[Data items]
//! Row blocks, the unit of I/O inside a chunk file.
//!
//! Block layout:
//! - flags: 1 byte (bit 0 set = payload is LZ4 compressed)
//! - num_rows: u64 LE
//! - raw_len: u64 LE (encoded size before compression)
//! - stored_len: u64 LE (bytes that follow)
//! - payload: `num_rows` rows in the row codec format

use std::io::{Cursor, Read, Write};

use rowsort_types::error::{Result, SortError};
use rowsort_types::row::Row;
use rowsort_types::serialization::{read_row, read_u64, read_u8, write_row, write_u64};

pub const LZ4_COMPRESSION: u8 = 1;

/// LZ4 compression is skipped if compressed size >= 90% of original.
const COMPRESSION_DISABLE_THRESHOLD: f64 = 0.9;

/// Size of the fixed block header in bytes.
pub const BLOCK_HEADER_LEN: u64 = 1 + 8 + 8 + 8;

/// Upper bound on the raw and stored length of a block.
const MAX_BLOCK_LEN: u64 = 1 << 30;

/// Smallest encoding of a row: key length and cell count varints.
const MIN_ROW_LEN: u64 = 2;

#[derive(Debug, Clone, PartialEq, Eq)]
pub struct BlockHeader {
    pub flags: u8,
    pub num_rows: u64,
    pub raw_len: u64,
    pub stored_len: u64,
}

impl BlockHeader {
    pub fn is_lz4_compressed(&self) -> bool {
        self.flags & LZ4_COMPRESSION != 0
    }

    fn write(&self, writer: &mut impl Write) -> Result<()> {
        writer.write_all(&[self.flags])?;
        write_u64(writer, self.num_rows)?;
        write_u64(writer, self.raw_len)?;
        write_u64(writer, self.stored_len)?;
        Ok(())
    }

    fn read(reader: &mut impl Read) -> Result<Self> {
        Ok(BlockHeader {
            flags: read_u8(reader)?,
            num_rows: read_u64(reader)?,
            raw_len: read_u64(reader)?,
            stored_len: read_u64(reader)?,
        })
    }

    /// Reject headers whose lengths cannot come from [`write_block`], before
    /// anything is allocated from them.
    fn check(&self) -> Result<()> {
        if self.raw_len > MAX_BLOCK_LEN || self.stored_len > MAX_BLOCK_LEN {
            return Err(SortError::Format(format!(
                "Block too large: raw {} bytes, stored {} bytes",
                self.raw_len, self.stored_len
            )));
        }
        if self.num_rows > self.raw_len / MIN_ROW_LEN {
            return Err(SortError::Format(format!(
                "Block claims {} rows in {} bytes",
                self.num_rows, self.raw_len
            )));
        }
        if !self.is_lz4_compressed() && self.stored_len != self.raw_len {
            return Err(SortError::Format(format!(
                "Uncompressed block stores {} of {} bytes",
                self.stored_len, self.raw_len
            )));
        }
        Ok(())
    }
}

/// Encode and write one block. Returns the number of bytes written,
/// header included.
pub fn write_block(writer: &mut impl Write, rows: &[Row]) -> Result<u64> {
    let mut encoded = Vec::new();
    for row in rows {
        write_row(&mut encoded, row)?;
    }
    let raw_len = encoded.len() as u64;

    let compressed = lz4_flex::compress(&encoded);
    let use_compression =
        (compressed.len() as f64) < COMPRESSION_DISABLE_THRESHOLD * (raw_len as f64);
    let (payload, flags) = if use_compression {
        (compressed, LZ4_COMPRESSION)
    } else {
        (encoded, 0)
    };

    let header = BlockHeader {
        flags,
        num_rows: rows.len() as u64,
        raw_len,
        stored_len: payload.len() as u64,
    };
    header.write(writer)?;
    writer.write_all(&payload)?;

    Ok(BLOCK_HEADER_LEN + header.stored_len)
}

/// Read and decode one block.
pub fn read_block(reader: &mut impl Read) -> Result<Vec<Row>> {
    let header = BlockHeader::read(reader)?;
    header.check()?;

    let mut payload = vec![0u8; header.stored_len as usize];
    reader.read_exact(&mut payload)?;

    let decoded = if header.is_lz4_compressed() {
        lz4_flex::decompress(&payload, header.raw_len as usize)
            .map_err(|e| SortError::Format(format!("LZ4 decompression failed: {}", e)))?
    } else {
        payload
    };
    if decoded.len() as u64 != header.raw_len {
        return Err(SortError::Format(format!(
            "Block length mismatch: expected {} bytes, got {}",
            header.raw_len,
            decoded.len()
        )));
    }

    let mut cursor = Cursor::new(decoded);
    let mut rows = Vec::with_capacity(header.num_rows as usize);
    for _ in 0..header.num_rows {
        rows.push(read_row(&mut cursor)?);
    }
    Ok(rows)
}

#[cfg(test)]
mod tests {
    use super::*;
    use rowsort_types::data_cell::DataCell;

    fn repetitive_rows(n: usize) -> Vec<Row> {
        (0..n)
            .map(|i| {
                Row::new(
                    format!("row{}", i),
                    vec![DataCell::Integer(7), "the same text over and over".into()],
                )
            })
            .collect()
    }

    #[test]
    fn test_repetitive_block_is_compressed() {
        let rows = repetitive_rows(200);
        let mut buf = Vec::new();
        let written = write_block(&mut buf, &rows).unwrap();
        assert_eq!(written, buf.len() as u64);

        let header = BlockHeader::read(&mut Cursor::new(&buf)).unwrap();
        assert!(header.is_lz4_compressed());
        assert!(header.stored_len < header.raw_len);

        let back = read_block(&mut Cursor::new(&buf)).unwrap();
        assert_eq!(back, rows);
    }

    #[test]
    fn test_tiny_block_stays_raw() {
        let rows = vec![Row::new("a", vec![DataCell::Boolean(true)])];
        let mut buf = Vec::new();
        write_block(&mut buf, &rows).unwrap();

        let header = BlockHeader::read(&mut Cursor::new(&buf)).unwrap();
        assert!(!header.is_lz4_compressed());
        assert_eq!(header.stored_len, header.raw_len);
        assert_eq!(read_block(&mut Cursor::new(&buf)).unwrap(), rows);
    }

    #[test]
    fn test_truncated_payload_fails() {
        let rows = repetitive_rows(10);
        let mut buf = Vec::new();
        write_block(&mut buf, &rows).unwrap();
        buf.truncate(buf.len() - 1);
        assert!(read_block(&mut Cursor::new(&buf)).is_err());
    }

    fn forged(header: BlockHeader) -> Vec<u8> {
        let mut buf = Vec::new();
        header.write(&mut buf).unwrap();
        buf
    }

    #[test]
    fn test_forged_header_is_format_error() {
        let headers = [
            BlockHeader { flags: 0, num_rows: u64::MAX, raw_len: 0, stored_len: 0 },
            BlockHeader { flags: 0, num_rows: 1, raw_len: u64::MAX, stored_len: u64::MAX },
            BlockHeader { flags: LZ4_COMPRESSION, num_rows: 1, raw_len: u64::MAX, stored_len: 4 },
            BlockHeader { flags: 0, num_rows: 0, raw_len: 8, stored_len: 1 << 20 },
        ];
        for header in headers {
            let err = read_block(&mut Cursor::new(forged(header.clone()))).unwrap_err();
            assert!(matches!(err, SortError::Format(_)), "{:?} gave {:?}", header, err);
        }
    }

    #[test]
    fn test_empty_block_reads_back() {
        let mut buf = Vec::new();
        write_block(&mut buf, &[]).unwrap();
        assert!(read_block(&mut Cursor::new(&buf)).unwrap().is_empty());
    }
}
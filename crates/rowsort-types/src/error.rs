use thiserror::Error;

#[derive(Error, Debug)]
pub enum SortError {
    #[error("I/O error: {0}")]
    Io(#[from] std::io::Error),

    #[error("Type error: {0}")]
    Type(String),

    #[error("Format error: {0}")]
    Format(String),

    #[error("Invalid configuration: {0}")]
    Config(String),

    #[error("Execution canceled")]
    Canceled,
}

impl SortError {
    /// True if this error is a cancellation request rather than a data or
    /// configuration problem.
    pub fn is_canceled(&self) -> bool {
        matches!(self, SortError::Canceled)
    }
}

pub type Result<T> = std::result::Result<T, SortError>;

* _EXERCISE PROMPT_: For each line of the entries that holds the word "derive", pull that line out.

* _RESULT OF THE EXERCISE_:
#[derive(Debug, Clone, PartialEq, Eq)]
#[derive(Error, Debug)]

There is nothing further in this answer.